**Exercise instructions**
Print every line below without adding or leaving out a single word.

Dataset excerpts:
"""

//! Flutter SDK installation orchestrator.
//!
//! Fetches the release manifest, resolves the requested release, and either
//! reuses a cached SDK or downloads, extracts, and caches it. Publishing
//! `FLUTTER_ROOT` and the search path entries is the final step of
//! [`install`]; [`ensure_installed`] stops before it and may be called any
//! number of times for the same request.
//!
//! Every collaborator is injected through [`Collaborators`] so tests can
//! substitute mocks for the network, the extractor, and the cache.

use std::fs;
use std::path::{Path, PathBuf};

use crate::archive::extraction::{ArchiveExtractor, ExtractionError};
use crate::archive::kind::ArchiveKind;
use crate::archive::validation::validate_archive_file;
use crate::cache::{TOOL_NAME, ToolCache};
use crate::error::{InstallerError, Result};
use crate::publish::{Publisher, publish_sdk};
use crate::release::channel::Channel;
use crate::release::download::ReleaseSource;
use crate::release::manifest::ReleaseManifest;
use crate::release::manifest_parser::parse_manifest;
use crate::release::platform::Platform;
use crate::release::resolver::{ResolvedRelease, Resolver, VersionRequest};
use crate::release::storage::StorageRoot;
use crate::reporter::{InstallEvent, Reporter};
use crate::scratch::provision_scratch_dir;

/// What to install.
#[derive(Debug, Clone, Default, PartialEq, Eq)]
pub struct InstallRequest {
    /// Release channel to resolve against.
    pub channel: Channel,
    /// Latest or an exact version.
    pub version: VersionRequest,
    /// Platform whose manifest is consulted.
    pub platform: Platform,
    /// Storage root hosting manifests and archives.
    pub storage: StorageRoot,
}

impl InstallRequest {
    /// The manifest URL for this request.
    #[must_use]
    pub fn manifest_url(&self) -> String {
        self.storage.manifest_url(self.platform)
    }
}

/// The collaborators an installation runs against.
#[derive(Clone, Copy)]
pub struct Collaborators<'a> {
    /// Manifest and archive transport.
    pub source: &'a dyn ReleaseSource,
    /// Archive extractor.
    pub extractor: &'a dyn ArchiveExtractor,
    /// Tool cache consulted before downloading.
    pub cache: &'a dyn ToolCache,
    /// Receiver for progress events.
    pub reporter: &'a dyn Reporter,
    /// Directory scratch extraction directories are created under.
    pub scratch_base: &'a Path,
}

/// The result of a successful [`ensure_installed`].
#[derive(Debug, Clone, PartialEq, Eq)]
pub enum InstallOutcome {
    /// The tool cache already held the resolved version.
    Cached {
        /// The resolved release.
        release: ResolvedRelease,
        /// Path of the cached SDK root.
        path: PathBuf,
    },
    /// The SDK was downloaded, extracted, and cached.
    Installed {
        /// The resolved release.
        release: ResolvedRelease,
        /// Path of the newly cached SDK root.
        path: PathBuf,
    },
}

impl InstallOutcome {
    /// The SDK root.
    #[must_use]
    pub fn path(&self) -> &Path {
        match self {
            Self::Cached { path, .. } | Self::Installed { path, .. } => path,
        }
    }

    /// The release that was installed.
    #[must_use]
    pub fn release(&self) -> &ResolvedRelease {
        match self {
            Self::Cached { release, .. } | Self::Installed { release, .. } => release,
        }
    }

    /// Whether no download took place.
    #[must_use]
    pub fn was_cached(&self) -> bool {
        matches!(self, Self::Cached { .. })
    }
}

/// Fetch and parse the release manifest for `request`.
///
/// # Errors
///
/// Returns [`InstallerError::ManifestUnavailable`] when the manifest cannot be
/// fetched, is empty, or is not valid manifest JSON.
pub fn fetch_manifest(
    request: &InstallRequest,
    source: &dyn ReleaseSource,
    reporter: &dyn Reporter,
) -> Result<ReleaseManifest> {
    let url = request.manifest_url();
    let unavailable = |reason: String| InstallerError::ManifestUnavailable {
        url: url.clone(),
        reason,
    };

    let body = source
        .fetch_manifest(&url)
        .map_err(|e| unavailable(e.to_string()))?;
    let manifest = parse_manifest(&body).map_err(|e| unavailable(e.to_string()))?;

    reporter.report(&InstallEvent::ManifestFetched {
        url: url.clone(),
        releases: manifest.releases().len(),
    });
    Ok(manifest)
}

/// Fetch the manifest and resolve `request` against it.
///
/// # Errors
///
/// Returns [`InstallerError::ManifestUnavailable`] or
/// [`InstallerError::VersionNotFound`].
pub fn resolve_release(
    request: &InstallRequest,
    source: &dyn ReleaseSource,
    reporter: &dyn Reporter,
) -> Result<ResolvedRelease> {
    let manifest = fetch_manifest(request, source, reporter)?;
    Resolver::new(&request.storage, reporter).resolve(&manifest, request.channel, &request.version)
}

/// Make sure the requested SDK is present in the tool cache and return it.
///
/// # Errors
///
/// Returns any resolution, download, extraction, or cache failure. Nothing
/// is retried and no other version is substituted.
pub fn ensure_installed(
    request: &InstallRequest,
    collaborators: &Collaborators<'_>,
) -> Result<InstallOutcome> {
    let release = resolve_release(request, collaborators.source, collaborators.reporter)?;

    if let Some(path) = collaborators.cache.find(TOOL_NAME, release.version()) {
        collaborators.reporter.report(&InstallEvent::CacheHit {
            version: release.version().to_owned(),
            path: path.clone(),
        });
        return Ok(InstallOutcome::Cached { release, path });
    }

    let path = acquire(&release, collaborators)?;
    Ok(InstallOutcome::Installed { release, path })
}

/// Ensure the SDK is installed, then publish `FLUTTER_ROOT` and its search
/// path entries.
///
/// # Errors
///
/// Returns any [`ensure_installed`] failure, or
/// [`InstallerError::Publish`] when the environment cannot be updated.
pub fn install(
    request: &InstallRequest,
    collaborators: &Collaborators<'_>,
    publisher: &mut dyn Publisher,
) -> Result<InstallOutcome> {
    let outcome = ensure_installed(request, collaborators)?;
    publish_sdk(outcome.path(), publisher)?;
    collaborators.reporter.report(&InstallEvent::Published {
        root: outcome.path().to_path_buf(),
    });
    Ok(outcome)
}

/// Download, extract, and cache `release`, returning the cached SDK root.
fn acquire(release: &ResolvedRelease, collaborators: &Collaborators<'_>) -> Result<PathBuf> {
    let reporter = collaborators.reporter;

    // Step 1: Download into a private temporary directory.
    let download_dir = tempfile::tempdir()?;
    let filename = release.archive_filename();
    let archive_path = download_dir.path().join(filename);
    reporter.report(&InstallEvent::DownloadStarted {
        url: release.download_url().to_owned(),
    });
    collaborators
        .source
        .download_archive(release.download_url(), &archive_path)?;

    // Step 2: Extract into a fresh scratch directory.
    let scratch = provision_scratch_dir(collaborators.scratch_base)?;
    validate_archive_file(&archive_path)?;
    let kind = ArchiveKind::from_filename(filename);
    reporter.report(&InstallEvent::Extracting {
        archive: archive_path.clone(),
        kind,
        destination: scratch.clone(),
    });
    let entries = collaborators.extractor.extract(&archive_path, kind, &scratch)?;
    log::debug!("extracted {entries} entries into {}", scratch.display());

    // Step 3: Register the SDK root with the cache.
    let sdk_root = locate_sdk_root(&scratch)?;
    let cached = collaborators
        .cache
        .cache_dir(&sdk_root, TOOL_NAME, release.version())?;
    reporter.report(&InstallEvent::Cached {
        version: release.version().to_owned(),
        path: cached.clone(),
    });
    Ok(cached)
}

/// The SDK root inside an extraction directory: its first entry in directory
/// enumeration order.
///
/// # Errors
///
/// Returns [`ExtractionError::EmptyArchive`] when the directory is empty, or
/// [`InstallerError::Io`] when it cannot be listed.
pub fn locate_sdk_root(scratch: &Path) -> Result<PathBuf> {
    match fs::read_dir(scratch)?.next() {
        Some(entry) => Ok(entry?.path()),
        None => Err(ExtractionError::EmptyArchive.into()),
    }
}

#[cfg(test)]
#[path = "install_tests.rs"]
mod tests;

"""

**Exercise answer**
//! Flutter SDK installation orchestrator.
//!
//! Fetches the release manifest, resolves the requested release, and either
//! reuses a cached SDK or downloads, extracts, and caches it. Publishing
//! `FLUTTER_ROOT` and the search path entries is the final step of
//! [`install`]; [`ensure_installed`] stops before it and may be called any
//! number of times for the same request.
//!
//! Every collaborator is injected through [`Collaborators`] so tests can
//! substitute mocks for the network, the extractor, and the cache.

use std::fs;
use std::path::{Path, PathBuf};

use crate::archive::extraction::{ArchiveExtractor, ExtractionError};
use crate::archive::kind::ArchiveKind;
use crate::archive::validation::validate_archive_file;
use crate::cache::{TOOL_NAME, ToolCache};
use crate::error::{InstallerError, Result};
use crate::publish::{Publisher, publish_sdk};
use crate::release::channel::Channel;
use crate::release::download::ReleaseSource;
use crate::release::manifest::ReleaseManifest;
use crate::release::manifest_parser::parse_manifest;
use crate::release::platform::Platform;
use crate::release::resolver::{ResolvedRelease, Resolver, VersionRequest};
use crate::release::storage::StorageRoot;
use crate::reporter::{InstallEvent, Reporter};
use crate::scratch::provision_scratch_dir;

/// What to install.
#[derive(Debug, Clone, Default, PartialEq, Eq)]
pub struct InstallRequest {
    /// Release channel to resolve against.
    pub channel: Channel,
    /// Latest or an exact version.
    pub version: VersionRequest,
    /// Platform whose manifest is consulted.
    pub platform: Platform,
    /// Storage root hosting manifests and archives.
    pub storage: StorageRoot,
}

impl InstallRequest {
    /// The manifest URL for this request.
    #[must_use]
    pub fn manifest_url(&self) -> String {
        self.storage.manifest_url(self.platform)
    }
}

/// The collaborators an installation runs against.
#[derive(Clone, Copy)]
pub struct Collaborators<'a> {
    /// Manifest and archive transport.
    pub source: &'a dyn ReleaseSource,
    /// Archive extractor.
    pub extractor: &'a dyn ArchiveExtractor,
    /// Tool cache consulted before downloading.
    pub cache: &'a dyn ToolCache,
    /// Receiver for progress events.
    pub reporter: &'a dyn Reporter,
    /// Directory scratch extraction directories are created under.
    pub scratch_base: &'a Path,
}

/// The result of a successful [`ensure_installed`].
#[derive(Debug, Clone, PartialEq, Eq)]
pub enum InstallOutcome {
    /// The tool cache already held the resolved version.
    Cached {
        /// The resolved release.
        release: ResolvedRelease,
        /// Path of the cached SDK root.
        path: PathBuf,
    },
    /// The SDK was downloaded, extracted, and cached.
    Installed {
        /// The resolved release.
        release: ResolvedRelease,
        /// Path of the newly cached SDK root.
        path: PathBuf,
    },
}

impl InstallOutcome {
    /// The SDK root.
    #[must_use]
    pub fn path(&self) -> &Path {
        match self {
            Self::Cached { path, .. } | Self::Installed { path, .. } => path,
        }
    }

    /// The release that was installed.
    #[must_use]
    pub fn release(&self) -> &ResolvedRelease {
        match self {
            Self::Cached { release, .. } | Self::Installed { release, .. } => release,
        }
    }

    /// Whether no download took place.
    #[must_use]
    pub fn was_cached(&self) -> bool {
        matches!(self, Self::Cached { .. })
    }
}

/// Fetch and parse the release manifest for `request`.
///
/// # Errors
///
/// Returns [`InstallerError::ManifestUnavailable`] when the manifest cannot be
/// fetched, is empty, or is not valid manifest JSON.
pub fn fetch_manifest(
    request: &InstallRequest,
    source: &dyn ReleaseSource,
    reporter: &dyn Reporter,
) -> Result<ReleaseManifest> {
    let url = request.manifest_url();
    let unavailable = |reason: String| InstallerError::ManifestUnavailable {
        url: url.clone(),
        reason,
    };

    let body = source
        .fetch_manifest(&url)
        .map_err(|e| unavailable(e.to_string()))?;
    let manifest = parse_manifest(&body).map_err(|e| unavailable(e.to_string()))?;

    reporter.report(&InstallEvent::ManifestFetched {
        url: url.clone(),
        releases: manifest.releases().len(),
    });
    Ok(manifest)
}

/// Fetch the manifest and resolve `request` against it.
///
/// # Errors
///
/// Returns [`InstallerError::ManifestUnavailable`] or
/// [`InstallerError::VersionNotFound`].
pub fn resolve_release(
    request: &InstallRequest,
    source: &dyn ReleaseSource,
    reporter: &dyn Reporter,
) -> Result<ResolvedRelease> {
    let manifest = fetch_manifest(request, source, reporter)?;
    Resolver::new(&request.storage, reporter).resolve(&manifest, request.channel, &request.version)
}

/// Make sure the requested SDK is present in the tool cache and return it.
///
/// # Errors
///
/// Returns any resolution, download, extraction, or cache failure. Nothing
/// is retried and no other version is substituted.
pub fn ensure_installed(
    request: &InstallRequest,
    collaborators: &Collaborators<'_>,
) -> Result<InstallOutcome> {
    let release = resolve_release(request, collaborators.source, collaborators.reporter)?;

    if let Some(path) = collaborators.cache.find(TOOL_NAME, release.version()) {
        collaborators.reporter.report(&InstallEvent::CacheHit {
            version: release.version().to_owned(),
            path: path.clone(),
        });
        return Ok(InstallOutcome::Cached { release, path });
    }

    let path = acquire(&release, collaborators)?;
    Ok(InstallOutcome::Installed { release, path })
}

/// Ensure the SDK is installed, then publish `FLUTTER_ROOT` and its search
/// path entries.
///
/// # Errors
///
/// Returns any [`ensure_installed`] failure, or
/// [`InstallerError::Publish`] when the environment cannot be updated.
pub fn install(
    request: &InstallRequest,
    collaborators: &Collaborators<'_>,
    publisher: &mut dyn Publisher,
) -> Result<InstallOutcome> {
    let outcome = ensure_installed(request, collaborators)?;
    publish_sdk(outcome.path(), publisher)?;
    collaborators.reporter.report(&InstallEvent::Published {
        root: outcome.path().to_path_buf(),
    });
    Ok(outcome)
}

/// Download, extract, and cache `release`, returning the cached SDK root.
fn acquire(release: &ResolvedRelease, collaborators: &Collaborators<'_>) -> Result<PathBuf> {
    let reporter = collaborators.reporter;

    // Step 1: Download into a private temporary directory.
    let download_dir = tempfile::tempdir()?;
    let filename = release.archive_filename();
    let archive_path = download_dir.path().join(filename);
    reporter.report(&InstallEvent::DownloadStarted {
        url: release.download_url().to_owned(),
    });
    collaborators
        .source
        .download_archive(release.download_url(), &archive_path)?;

    // Step 2: Extract into a fresh scratch directory.
    let scratch = provision_scratch_dir(collaborators.scratch_base)?;
    validate_archive_file(&archive_path)?;
    let kind = ArchiveKind::from_filename(filename);
    reporter.report(&InstallEvent::Extracting {
        archive: archive_path.clone(),
        kind,
        destination: scratch.clone(),
    });
    let entries = collaborators.extractor.extract(&archive_path, kind, &scratch)?;
    log::debug!("extracted {entries} entries into {}", scratch.display());

    // Step 3: Register the SDK root with the cache.
    let sdk_root = locate_sdk_root(&scratch)?;
    let cached = collaborators
        .cache
        .cache_dir(&sdk_root, TOOL_NAME, release.version())?;
    reporter.report(&InstallEvent::Cached {
        version: release.version().to_owned(),
        path: cached.clone(),
    });
    Ok(cached)
}

/// The SDK root inside an extraction directory: its first entry in directory
/// enumeration order.
///
/// # Errors
///
/// Returns [`ExtractionError::EmptyArchive`] when the directory is empty, or
/// [`InstallerError::Io`] when it cannot be listed.
pub fn locate_sdk_root(scratch: &Path) -> Result<PathBuf> {
    match fs::read_dir(scratch)?.next() {
        Some(entry) => Ok(entry?.path()),
        None => Err(ExtractionError::EmptyArchive.into()),
    }
}

#[cfg(test)]
#[path = "install_tests.rs"]
mod tests;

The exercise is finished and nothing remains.